• 28Apr

    Producing targeted information for hard to reach groups (case studies involving collaboration and user involvement) – a voluntary sector approach – Case Study Session: PIF Annual Conference 2016

    At the PIF Annual Conference on Wednesday 25 May 2016 delegates will be able to choose to attend two of six Case Study Sessions on a variety of topics, that have involved partnership working to improve healthcare information and support.

    We will be showcasing each Case Study Session over the next month.  Below is an overview of the Case Study that will be presented by Jo’s Cervical Cancer Trust.

    You can find out more details about the conference and how you can attend here:www.pifonline.org.uk/2016-conference

    Producing targeted information for hard to reach groups (case studies involving collaboration and user involvement) – a voluntary sector approach

    In this session, we’ll be thinking about what hard to reach means in the context of health information provision, what challenges are there to produce information for hard to reach groups, and how collaboration can help tackle some of these challenges. In preparation please be ready to discuss your hard to reach groups and any projects you want to share with the group so we can share best practice.

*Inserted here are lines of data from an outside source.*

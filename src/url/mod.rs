//! URL handling module
//!
//! This module provides content classification of forum URLs, same-host checks,
//! link resolution, and filename slugs for archived pages. Everything here is
//! pure and deterministic.

mod domain;
mod normalize;

use std::fmt;

// Re-export main functions
pub use domain::{extract_host, is_same_host, is_same_site};
pub use normalize::{parse_target_url, resolve_link, safe_filename, DEFAULT_SLUG_LEN};

/// Path markers of single posts, in the live forum and the archive namespaces
const POST_MARKERS: &[&str] = &["/Forums/p=", "/Archives/p="];

/// Path markers of topic threads
const TOPIC_MARKERS: &[&str] = &["/Forums/t=", "/Archives/t="];

/// Query markers carried by listing/search result pages
const SEARCH_MARKERS: &[&str] = &["/search_id=", "/search_author=", "search_id=startedtopics"];

/// What kind of forum content a URL points at
#[derive(Debug, Clone, Copy, PartialEq, Eq, Hash, PartialOrd, Ord)]
pub enum ContentKind {
    /// A single post
    Post,
    /// A topic thread (possibly one page of it)
    Topic,
    /// One page of a search/listing result set
    SearchPage,
    /// Anything else
    Unclassified,
}

impl ContentKind {
    /// The name used for this kind in output paths and result logs
    pub fn as_str(&self) -> &'static str {
        match self {
            Self::Post => "posts",
            Self::Topic => "topics",
            Self::SearchPage => "search",
            Self::Unclassified => "unclassified",
        }
    }

    /// Returns true for the kinds that get archived from listings
    pub fn is_content(&self) -> bool {
        matches!(self, Self::Post | Self::Topic)
    }
}

impl fmt::Display for ContentKind {
    fn fmt(&self, f: &mut fmt::Formatter<'_>) -> fmt::Result {
        f.write_str(self.as_str())
    }
}

/// Classifies a URL as a post, a topic, or neither
///
/// Post markers are checked before topic markers.
///
/// # Examples
///
/// ```
/// use forum_archiver::url::{classify_content_url, ContentKind};
///
/// assert_eq!(
///     classify_content_url("https://www.thetechgame.com/Forums/p=123/reply.html"),
///     ContentKind::Post
/// );
/// assert_eq!(
///     classify_content_url("https://www.thetechgame.com/Archives/t=9/old-thread.html"),
///     ContentKind::Topic
/// );
/// assert_eq!(
///     classify_content_url("https://www.thetechgame.com/bob"),
///     ContentKind::Unclassified
/// );
/// ```
pub fn classify_content_url(url: &str) -> ContentKind {
    if POST_MARKERS.iter().any(|m| url.contains(m)) {
        return ContentKind::Post;
    }
    if TOPIC_MARKERS.iter().any(|m| url.contains(m)) {
        return ContentKind::Topic;
    }
    ContentKind::Unclassified
}

/// Returns true if `url` is a pagination page of the listing rooted at `root_search_url`
///
/// The URL must be an `.html` page under the same `.../search/` prefix as the
/// root and carry one of the known search-parameter markers.
pub fn looks_like_search_page(url: &str, root_search_url: &str) -> bool {
    if !url.ends_with(".html") {
        return false;
    }

    let Some((prefix, _)) = root_search_url.split_once("/search/") else {
        return false;
    };
    let base_path = format!("{}/search/", prefix);

    url.starts_with(&base_path) && SEARCH_MARKERS.iter().any(|m| url.contains(m))
}

/// Full classification, including listing pages relative to a root search URL
///
/// Content markers win over listing detection.
pub fn classify_url(url: &str, root_search_url: Option<&str>) -> ContentKind {
    match classify_content_url(url) {
        ContentKind::Unclassified => match root_search_url {
            Some(root) if looks_like_search_page(url, root) => ContentKind::SearchPage,
            _ => ContentKind::Unclassified,
        },
        kind => kind,
    }
}
//! Run context: cancellation, the continue gate, time, and user-facing output
//!
//! Every crawl component takes a [`RunContext`] instead of reaching for global
//! flags. The foreground side of a run holds a [`RunHandle`] to stop it or to
//! release the login pause.

mod clock;

pub use clock::{Clock, ManualClock, SystemClock};

use std::fs::OpenOptions;
use std::io::Write;
use std::path::{Path, PathBuf};
use std::sync::atomic::{AtomicBool, Ordering};
use std::sync::Arc;
use std::time::Duration;

/// Default interval at which the continue gate is polled
pub const DEFAULT_CONTINUE_POLL: Duration = Duration::from_millis(500);

/// Receives `(current, total, status)` progress updates
pub trait ProgressSink: Send + Sync {
    fn progress(&self, current: usize, total: usize, status: &str);
}

impl<F> ProgressSink for F
where
    F: Fn(usize, usize, &str) + Send + Sync,
{
    fn progress(&self, current: usize, total: usize, status: &str) {
        self(current, total, status)
    }
}

/// Receives every formatted log line
pub trait LogSink: Send + Sync {
    fn log(&self, line: &str);
}

impl<F> LogSink for F
where
    F: Fn(&str) + Send + Sync,
{
    fn log(&self, line: &str) {
        self(line)
    }
}

/// Control surface handed to whoever started the run
#[derive(Debug, Clone)]
pub struct RunHandle {
    cancel: Arc<AtomicBool>,
    gate: Arc<AtomicBool>,
}

impl RunHandle {
    /// Requests a cooperative stop at the next checkpoint
    pub fn stop(&self) {
        self.cancel.store(true, Ordering::SeqCst);
    }

    /// Releases the login/ready gate
    pub fn continue_after_pause(&self) {
        self.gate.store(true, Ordering::SeqCst);
    }

    pub fn is_stopped(&self) -> bool {
        self.cancel.load(Ordering::SeqCst)
    }
}

/// Shared state and collaborators for one crawl run
pub struct RunContext {
    cancel: Arc<AtomicBool>,
    gate: Arc<AtomicBool>,
    clock: Arc<dyn Clock>,
    progress: Option<Arc<dyn ProgressSink>>,
    log_sink: Option<Arc<dyn LogSink>>,
    run_log: Option<PathBuf>,
    continue_poll: Duration,
}

impl Default for RunContext {
    fn default() -> Self {
        Self::new()
    }
}

impl RunContext {
    /// Creates a context backed by the real clock, with no sinks attached
    pub fn new() -> Self {
        Self {
            cancel: Arc::new(AtomicBool::new(false)),
            gate: Arc::new(AtomicBool::new(false)),
            clock: Arc::new(SystemClock),
            progress: None,
            log_sink: None,
            run_log: None,
            continue_poll: DEFAULT_CONTINUE_POLL,
        }
    }

    pub fn with_clock(mut self, clock: Arc<dyn Clock>) -> Self {
        self.clock = clock;
        self
    }

    pub fn with_progress_sink(mut self, sink: impl ProgressSink + 'static) -> Self {
        self.progress = Some(Arc::new(sink));
        self
    }

    pub fn with_log_sink(mut self, sink: impl LogSink + 'static) -> Self {
        self.log_sink = Some(Arc::new(sink));
        self
    }

    pub fn with_continue_poll(mut self, interval: Duration) -> Self {
        self.continue_poll = interval;
        self
    }

    /// Returns a handle that can stop the run or release its pause gate
    pub fn handle(&self) -> RunHandle {
        RunHandle {
            cancel: Arc::clone(&self.cancel),
            gate: Arc::clone(&self.gate),
        }
    }

    pub fn clock(&self) -> &dyn Clock {
        self.clock.as_ref()
    }

    pub fn is_cancelled(&self) -> bool {
        self.cancel.load(Ordering::SeqCst)
    }

    /// Clears any stale stop request or gate release from a previous run
    pub fn reset(&self) {
        self.cancel.store(false, Ordering::SeqCst);
        self.gate.store(false, Ordering::SeqCst);
    }

    /// Suspends until the gate is released or the run is cancelled
    ///
    /// The gate is one-shot: a release is consumed by the wait it ends.
    /// Returns `true` when released, `false` when cancelled.
    pub async fn await_continue(&self) -> bool {
        loop {
            if self.is_cancelled() {
                return false;
            }
            if self.gate.swap(false, Ordering::SeqCst) {
                return true;
            }
            self.clock.sleep(self.continue_poll).await;
        }
    }

    /// Sleeps on the run's clock
    pub async fn sleep(&self, duration: Duration) {
        self.clock.sleep(duration).await;
    }

    /// Directs log lines to `path` in addition to the sinks
    pub fn set_run_log(&mut self, path: Option<PathBuf>) {
        self.run_log = path;
    }

    pub fn run_log(&self) -> Option<&Path> {
        self.run_log.as_deref()
    }

    pub fn progress(&self, current: usize, total: usize, status: &str) {
        if let Some(sink) = &self.progress {
            sink.progress(current, total, status);
        }
    }

    /// Emits a user-visible line to tracing, the run log and the log sink
    pub fn log(&self, message: impl AsRef<str>) {
        let message = message.as_ref();
        tracing::info!("{}", message);
        self.emit(message);
    }

    /// Like [`RunContext::log`] but at warn level
    pub fn warn(&self, message: impl AsRef<str>) {
        let message = message.as_ref();
        tracing::warn!("{}", message);
        self.emit(message);
    }

    fn emit(&self, message: &str) {
        let line = format_line(message);

        if let Some(path) = &self.run_log {
            if let Err(e) = append_line(path, &line) {
                tracing::debug!("Failed to write run log {}: {}", path.display(), e);
            }
        }

        if let Some(sink) = &self.log_sink {
            sink.log(&line);
        }
    }
}

/// Formats a message as a timestamped run-log line
pub fn format_line(message: &str) -> String {
    let timestamp = chrono::Local::now().format("%Y-%m-%d %H:%M:%S");
    format!("[{}] {}", timestamp, message)
}

fn append_line(path: &Path, line: &str) -> std::io::Result<()> {
    if let Some(parent) = path.parent() {
        std::fs::create_dir_all(parent)?;
    }
    let mut file = OpenOptions::new().create(true).append(true).open(path)?;
    writeln!(file, "{}", line)
}
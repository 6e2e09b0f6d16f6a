//! Archive record types and their on-disk JSON form

use super::{LedgerError, LedgerResult};
use serde::{Deserialize, Serialize};
use serde_json::Value;
use std::path::PathBuf;

/// Current record schema version
pub const SCHEMA_VERSION: u32 = 1;

/// A captured page
#[derive(Debug, Clone, PartialEq, Eq, Serialize, Deserialize)]
pub struct Snapshot {
    pub schema: u32,
    /// The target URL as scheduled
    pub url: String,
    /// Where the tab actually ended up, when different from `url`
    #[serde(default, skip_serializing_if = "Option::is_none")]
    pub final_url: Option<String>,
    pub title: String,
    pub html: PathBuf,
    pub png: PathBuf,
    /// Sequence index within the (group, kind) log, starting at 1
    pub index: u32,
    #[serde(default = "saved_by_default")]
    pub html_saved: bool,
    #[serde(default = "saved_by_default")]
    pub png_saved: bool,
}

/// A target that could not be loaded
#[derive(Debug, Clone, PartialEq, Eq, Serialize, Deserialize)]
pub struct Failure {
    pub schema: u32,
    pub url: String,
    pub error: String,
}

/// One entry of a (group, kind) result log
#[derive(Debug, Clone, PartialEq, Eq, Serialize, Deserialize)]
#[serde(tag = "status", rename_all = "snake_case")]
pub enum ArchiveRecord {
    Snapshot(Snapshot),
    Failure(Failure),
}

fn saved_by_default() -> bool {
    true
}

impl Failure {
    pub fn new(url: impl Into<String>, error: impl Into<String>) -> Self {
        Self {
            schema: SCHEMA_VERSION,
            url: url.into(),
            error: error.into(),
        }
    }
}

impl ArchiveRecord {
    pub fn url(&self) -> &str {
        match self {
            Self::Snapshot(s) => &s.url,
            Self::Failure(f) => &f.url,
        }
    }

    pub fn is_snapshot(&self) -> bool {
        matches!(self, Self::Snapshot(_))
    }

    pub fn as_snapshot(&self) -> Option<&Snapshot> {
        match self {
            Self::Snapshot(s) => Some(s),
            Self::Failure(_) => None,
        }
    }

    pub fn as_failure(&self) -> Option<&Failure> {
        match self {
            Self::Failure(f) => Some(f),
            Self::Snapshot(_) => None,
        }
    }

}

/// Records written before the tagged format existed
#[derive(Deserialize)]
#[serde(untagged)]
enum LegacyRecord {
    Failure {
        url: String,
        error: String,
    },
    Snapshot {
        url: String,
        #[serde(default)]
        title: String,
        png: PathBuf,
        html: PathBuf,
    },
}

/// Schema version of a tagged entry, or `None` for a legacy one
///
/// A tagged entry without a readable version is treated as version 0 and
/// left to fail on its shape.
fn stored_schema(entry: &Value) -> Option<u32> {
    if entry.get("status").is_none() && entry.get("schema").is_none() {
        return None;
    }
    let schema = entry.get("schema").and_then(Value::as_u64).unwrap_or(0);
    Some(u32::try_from(schema).unwrap_or(u32::MAX))
}

/// Parses a result log, accepting both tagged and legacy records
///
/// The version of a tagged entry is checked before its shape, so a newer
/// record is reported as unsupported whatever fields it carries. Legacy
/// snapshots carry no index; they are numbered by their position among the
/// successes that precede them.
pub fn parse_records(text: &str) -> LedgerResult<Vec<ArchiveRecord>> {
    let stored: Vec<Value> = serde_json::from_str(text)?;
    let mut records = Vec::with_capacity(stored.len());
    let mut successes = 0u32;

    for entry in stored {
        let record = match stored_schema(&entry) {
            Some(schema) if schema > SCHEMA_VERSION => {
                return Err(LedgerError::UnsupportedSchema(schema));
            }
            Some(_) => serde_json::from_value::<ArchiveRecord>(entry)?,
            None => match serde_json::from_value::<LegacyRecord>(entry)? {
                LegacyRecord::Failure { url, error } => {
                    ArchiveRecord::Failure(Failure::new(url, error))
                }
                LegacyRecord::Snapshot {
                    url,
                    title,
                    png,
                    html,
                } => ArchiveRecord::Snapshot(Snapshot {
                    schema: SCHEMA_VERSION,
                    url,
                    final_url: None,
                    title,
                    html,
                    png,
                    index: successes + 1,
                    html_saved: true,
                    png_saved: true,
                }),
            },
        };

        if record.is_snapshot() {
            successes += 1;
        }
        records.push(record);
    }

    Ok(records)
}
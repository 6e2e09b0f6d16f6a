use crate::UrlError;
use regex::Regex;
use std::sync::OnceLock;
use url::Url;

/// Default maximum length of a filename slug, in characters
pub const DEFAULT_SLUG_LEN: usize = 120;

/// Parses a target URL supplied by the user, accepting only absolute HTTP(S)
///
/// # Examples
///
/// ```
/// use forum_archiver::url::parse_target_url;
///
/// let url = parse_target_url("  https://example.com/Forums/t=1/x.html ").unwrap();
/// assert_eq!(url.as_str(), "https://example.com/Forums/t=1/x.html");
/// assert!(parse_target_url("ftp://example.com/").is_err());
/// ```
pub fn parse_target_url(url_str: &str) -> Result<Url, UrlError> {
    let url = Url::parse(url_str.trim()).map_err(|e| UrlError::Parse(e.to_string()))?;

    if url.scheme() != "http" && url.scheme() != "https" {
        return Err(UrlError::InvalidScheme(format!(
            "Only HTTP and HTTPS schemes are supported, got: {}",
            url.scheme()
        )));
    }

    if url.host_str().is_none() {
        return Err(UrlError::MissingHost);
    }

    Ok(url)
}

/// Resolves an anchor href against the page it was found on
///
/// Returns None for empty hrefs, fragment-only links (`#...`), and hrefs that do
/// not resolve to an absolute URL.
pub fn resolve_link(href: &str, page_url: &Url) -> Option<Url> {
    let href = href.trim();

    if href.is_empty() || href.starts_with('#') {
        return None;
    }

    page_url.join(href).ok()
}

fn unsafe_chars() -> &'static Regex {
    static UNSAFE: OnceLock<Regex> = OnceLock::new();
    UNSAFE.get_or_init(|| Regex::new(r"[^\w\-.]+").expect("valid slug regex"))
}

/// Turns a page title into a filesystem-safe slug
///
/// Runs of characters outside `[\w.-]` collapse to a single `_`, the result is
/// cut to `max_len` characters and stripped of leading/trailing underscores.
/// An empty result becomes `"page"`.
///
/// # Examples
///
/// ```
/// use forum_archiver::url::safe_filename;
///
/// assert_eq!(safe_filename("Hello, World! | TTG", 120), "Hello_World_TTG");
/// assert_eq!(safe_filename("   ", 120), "page");
/// ```
pub fn safe_filename(title: &str, max_len: usize) -> String {
    let replaced = unsafe_chars().replace_all(title.trim(), "_");
    let truncated: String = replaced.chars().take(max_len).collect();
    let slug = truncated.trim_matches('_');

    if slug.is_empty() {
        "page".to_string()
    } else {
        slug.to_string()
    }
}
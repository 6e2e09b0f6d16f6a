//! Crawler coordinator - main archive orchestration logic
//!
//! This module contains the sequential loops that tie the crawl together for
//! both run modes:
//! - Opening the site and pausing for login
//! - Profile archival (profile views, listing traversal, content archival)
//! - Archival of a user-supplied URL list
//! - Resumption through the ledger and cooperative stopping

use super::capture::{capture_snapshot, CaptureTarget};
use super::expand::expand_collapsed_content;
use super::navigator::{NavigationError, Navigator};
use super::pagination::{collect_content_links, collect_search_pages, extract_topic_pages};
use crate::browser::Browser;
use crate::config::Config;
use crate::context::{RunContext, RunHandle};
use crate::ledger::{self, Ledger};
use crate::url::{is_same_site, ContentKind};
use crate::Result;
use url::Url;

/// Group name for profile views
pub const PROFILE_GROUP: &str = "extra";

/// Group name for URL-list archival
pub const CUSTOM_GROUP: &str = "custom";

/// A search listing archived as its own group
#[derive(Debug, Clone, Copy, PartialEq, Eq)]
pub enum SearchGroup {
    TopicsLive,
    TopicsArch,
    PostsLive,
    PostsArch,
}

impl SearchGroup {
    pub fn name(&self) -> &'static str {
        match self {
            Self::TopicsLive => "topics_live",
            Self::TopicsArch => "topics_arch",
            Self::PostsLive => "posts_live",
            Self::PostsArch => "posts_arch",
        }
    }

    /// Groups listing the user's own posts rather than topics they started
    pub fn is_posts_group(&self) -> bool {
        matches!(self, Self::PostsLive | Self::PostsArch)
    }

    /// Root listing URL for `username`
    pub fn root_url(&self, base: &str, username: &str) -> String {
        let path = match self {
            Self::TopicsLive => format!("Forums/search/search_id=startedtopics/user={}.html", username),
            Self::TopicsArch => format!("Archives/search/search_id=startedtopics/user={}.html", username),
            Self::PostsLive => format!("Forums/search/search_author={}.html", username),
            Self::PostsArch => format!("Archives/search/search_author={}.html", username),
        };
        site_url(base, &path)
    }
}

/// Archive a user's profile, listings and content
#[derive(Debug, Clone, PartialEq, Eq)]
pub struct ProfileJob {
    pub username: String,
    pub include_profile: bool,
    pub topics_live: bool,
    pub topics_arch: bool,
    pub posts_live: bool,
    pub posts_arch: bool,
    /// Capture posts only; topic targets are skipped and marked done
    pub posts_only: bool,
    pub pause_for_login: bool,
}

impl ProfileJob {
    /// Everything selected, no login pause
    pub fn new(username: impl Into<String>) -> Self {
        Self {
            username: username.into(),
            include_profile: true,
            topics_live: true,
            topics_arch: true,
            posts_live: true,
            posts_arch: true,
            posts_only: false,
            pause_for_login: false,
        }
    }

    /// Selected search groups in archival order
    pub fn groups(&self) -> Vec<SearchGroup> {
        [
            (self.topics_live, SearchGroup::TopicsLive),
            (self.topics_arch, SearchGroup::TopicsArch),
            (self.posts_live, SearchGroup::PostsLive),
            (self.posts_arch, SearchGroup::PostsArch),
        ]
        .into_iter()
        .filter_map(|(selected, group)| selected.then_some(group))
        .collect()
    }

    /// `(kind, url)` of each profile view
    pub fn profile_urls(&self, base: &str) -> Vec<(&'static str, String)> {
        let profile = site_url(base, &self.username);
        vec![
            ("profile", profile.clone()),
            ("wall", format!("{}#wall", profile)),
            ("friends", format!("{}#friends", profile)),
            ("reputation", format!("{}#reputation", profile)),
        ]
    }
}

/// How each listed URL is archived
#[derive(Debug, Clone, Copy, PartialEq, Eq)]
pub enum UrlListMode {
    /// Capture just the URL
    SinglePage,
    /// Treat the URL as a topic and capture every page of it
    AllPages,
}

impl UrlListMode {
    pub fn as_str(&self) -> &'static str {
        match self {
            Self::SinglePage => "single_page",
            Self::AllPages => "all_pages",
        }
    }
}

/// Archive an explicit list of URLs
#[derive(Debug, Clone, PartialEq, Eq)]
pub struct UrlListJob {
    pub urls: Vec<String>,
    pub mode: UrlListMode,
    pub pause_for_login: bool,
}

/// A unit of work for [`Archiver::start`]
#[derive(Debug, Clone, PartialEq, Eq)]
pub enum JobSpec {
    Profile(ProfileJob),
    UrlList(UrlListJob),
}

impl JobSpec {
    fn pause_for_login(&self) -> bool {
        match self {
            Self::Profile(job) => job.pause_for_login,
            Self::UrlList(job) => job.pause_for_login,
        }
    }

    fn run_log_name(&self) -> &'static str {
        match self {
            Self::Profile(_) => "runlog.txt",
            Self::UrlList(_) => "runlog_custom.txt",
        }
    }
}

/// Counters for one run
#[derive(Debug, Clone, Default, PartialEq, Eq)]
pub struct RunSummary {
    /// Snapshots recorded
    pub archived: usize,
    /// Failure records written
    pub failed: usize,
    /// Targets skipped by the posts-only policy
    pub skipped: usize,
    /// Targets skipped because an earlier run finished them
    pub already_done: usize,
    /// Size of the Done Set at the end of the run
    pub done_total: usize,
    /// The run ended on a stop request
    pub stopped: bool,
}

impl RunSummary {
    /// Targets that reached the browser
    pub fn attempts(&self) -> usize {
        self.archived + self.failed
    }
}

enum TargetOutcome {
    Archived,
    Failed,
    Stopped,
}

/// Sequential archiver over a single browsing session
pub struct Archiver {
    config: Config,
    navigator: Navigator,
    ctx: RunContext,
}
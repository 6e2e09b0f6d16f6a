//! HTML parser for rendered forum pages
//!
//! This module handles parsing rendered markup to extract:
//! - Same-host links to follow
//! - Anchor text (used as pagination evidence)
//! - Page title and visible text

use crate::url::{is_same_host, resolve_link};
use scraper::{Html, Selector};
use std::collections::BTreeSet;
use url::Url;

/// One `<a href>` as written in the markup
#[derive(Debug, Clone, PartialEq, Eq)]
pub struct Anchor {
    /// Raw `href` attribute
    pub href: String,
    /// Anchor text, trimmed
    pub text: String,
}

/// Extracted information from a rendered page
#[derive(Debug, Clone, Default)]
pub struct ParsedPage {
    /// The page title (from <title> tag)
    pub title: Option<String>,

    /// Every anchor with an `href`, in document order
    pub anchors: Vec<Anchor>,

    /// Concatenated text of the document
    pub text: String,
}

/// Parses rendered markup into title, anchors and text
///
/// # Example
///
/// ```
/// use forum_archiver::crawler::parse_html;
///
/// let html = r#"<html><head><title>Topic</title></head>
///     <body><a href="/Forums/t=1/x/start=10.html">2</a> Page 1 of 2</body></html>"#;
/// let parsed = parse_html(html);
/// assert_eq!(parsed.title.as_deref(), Some("Topic"));
/// assert_eq!(parsed.anchors[0].text, "2");
/// assert!(parsed.text.contains("Page 1 of 2"));
/// ```
pub fn parse_html(html: &str) -> ParsedPage {
    let document = Html::parse_document(html);

    ParsedPage {
        title: extract_title(&document),
        anchors: extract_anchors(&document),
        text: document.root_element().text().collect::<String>(),
    }
}

/// Extracts the page title from the HTML document
fn extract_title(document: &Html) -> Option<String> {
    let title_selector = Selector::parse("title").ok()?;

    document
        .select(&title_selector)
        .next()
        .map(|element| element.text().collect::<String>().trim().to_string())
        .filter(|s| !s.is_empty())
}

fn extract_anchors(document: &Html) -> Vec<Anchor> {
    let Ok(selector) = Selector::parse("a[href]") else {
        return Vec::new();
    };

    document
        .select(&selector)
        .filter_map(|element| {
            let href = element.value().attr("href")?;
            Some(Anchor {
                href: href.to_string(),
                text: element.text().collect::<String>().trim().to_string(),
            })
        })
        .collect()
}

/// Collects the absolute same-host URLs linked from a rendered page
///
/// Hrefs are resolved against `page_url` (the URL the tab actually ended on).
/// Empty and fragment-only hrefs are skipped, as is anything that resolves to
/// a different host than `site`.
pub fn extract_site_links(html: &str, page_url: &Url, site: &Url) -> BTreeSet<String> {
    parse_html(html)
        .anchors
        .iter()
        .filter_map(|anchor| resolve_link(&anchor.href, page_url))
        .filter(|url| is_same_host(url, site))
        .map(String::from)
        .collect()
}
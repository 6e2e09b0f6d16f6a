use crate::config::types::{
    ChallengeConfig, Config, ExpandConfig, OutputConfig, PaginationConfig, SiteConfig,
    TimingConfig,
};
use crate::ConfigError;
use url::Url;

/// Validates the entire configuration
pub fn validate(config: &Config) -> Result<(), ConfigError> {
    validate_site_config(&config.site)?;
    validate_timing_config(&config.timing)?;
    validate_challenge_config(&config.challenge)?;
    validate_pagination_config(&config.pagination)?;
    validate_expand_config(&config.expand)?;
    validate_output_config(&config.output)?;
    Ok(())
}

/// Validates the site root
fn validate_site_config(config: &SiteConfig) -> Result<(), ConfigError> {
    let url = Url::parse(&config.base_url)
        .map_err(|e| ConfigError::InvalidUrl(format!("Invalid base_url: {}", e)))?;

    if url.scheme() != "http" && url.scheme() != "https" {
        return Err(ConfigError::Validation(format!(
            "base_url must use http or https, got '{}'",
            url.scheme()
        )));
    }

    if url.host_str().is_none() {
        return Err(ConfigError::InvalidUrl(format!(
            "base_url '{}' has no host",
            config.base_url
        )));
    }

    Ok(())
}

/// Validates timing policy
fn validate_timing_config(config: &TimingConfig) -> Result<(), ConfigError> {
    if config.retry_attempts < 1 {
        return Err(ConfigError::Validation(format!(
            "retry_attempts must be >= 1, got {}",
            config.retry_attempts
        )));
    }

    if config.navigation_timeout_ms == 0 {
        return Err(ConfigError::Validation(
            "navigation_timeout_ms must be > 0".to_string(),
        ));
    }

    // Zero-length poll intervals would spin
    for (name, value) in [
        ("challenge_poll_ms", config.challenge_poll_ms),
        ("continue_poll_ms", config.continue_poll_ms),
    ] {
        if value == 0 {
            return Err(ConfigError::Validation(format!("{} must be > 0", name)));
        }
    }

    Ok(())
}

/// Validates challenge heuristics
fn validate_challenge_config(config: &ChallengeConfig) -> Result<(), ConfigError> {
    if config.phrases.is_empty() {
        return Err(ConfigError::Validation(
            "challenge phrases cannot be empty".to_string(),
        ));
    }

    if config.phrases.iter().any(|p| p.trim().is_empty()) {
        return Err(ConfigError::Validation(
            "challenge phrases cannot contain blank entries".to_string(),
        ));
    }

    Ok(())
}

/// Validates pagination limits
fn validate_pagination_config(config: &PaginationConfig) -> Result<(), ConfigError> {
    if config.max_search_pages < 1 {
        return Err(ConfigError::Validation(format!(
            "max_search_pages must be >= 1, got {}",
            config.max_search_pages
        )));
    }

    if config.topic_page_size < 1 {
        return Err(ConfigError::Validation(format!(
            "topic_page_size must be >= 1, got {}",
            config.topic_page_size
        )));
    }

    if config.max_topic_pages < 1 {
        return Err(ConfigError::Validation(format!(
            "max_topic_pages must be >= 1, got {}",
            config.max_topic_pages
        )));
    }

    Ok(())
}

fn validate_expand_config(config: &ExpandConfig) -> Result<(), ConfigError> {
    if config.triggers.iter().any(|t| t.trim().is_empty()) {
        return Err(ConfigError::Validation(
            "expand triggers cannot contain blank entries".to_string(),
        ));
    }
    Ok(())
}

/// Validates output configuration
fn validate_output_config(config: &OutputConfig) -> Result<(), ConfigError> {
    if config.directory.as_os_str().is_empty() {
        return Err(ConfigError::Validation(
            "output directory cannot be empty".to_string(),
        ));
    }

    Ok(())
}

    You will also have a chance to select one of two case studies where collaborative working was used at Jo’s Cervical Cancer Trust to ensure the information produced was targeted and accessible. You’ll be asked to vote to select the case study you want to hear more about at the beginning of the session:

    Case study 1. Producing information for low literacy groups – collaborating with focus groups, health professionals and animators.

    Case study 2. Information for people with learning disabilities (LD): a collaborative project with PHE, specialist suppliers and women with LD.

    Presenter biography:

    Claire Cohen – Information and Education Manager, Jo’s Cervical Cancer Trust 
    Claire manages the Information and Education department at national charity, Jo’s Cervical Cancer Trust. She joined the Trust in 2009 and prior to joining the charitable sector she was an archaeological scientist.

    She is responsible for the development of the charity’s health information as well as building outreach programmes to raise awareness of cervical cancer and ways to prevent the disease through vaccination and screening. She is part of the senior management team and has a small but perfectly formed department with two full time members of staff in her team.

    Her work always involves demonstrating information need, and integrating user feedback. She’s a big fan of evaluation and using qualitative and quantitative data to help monitor information success (or failure!).

    Over the last two years her work has focussed on targeted resources to help create informed choice and reduce health inequalities.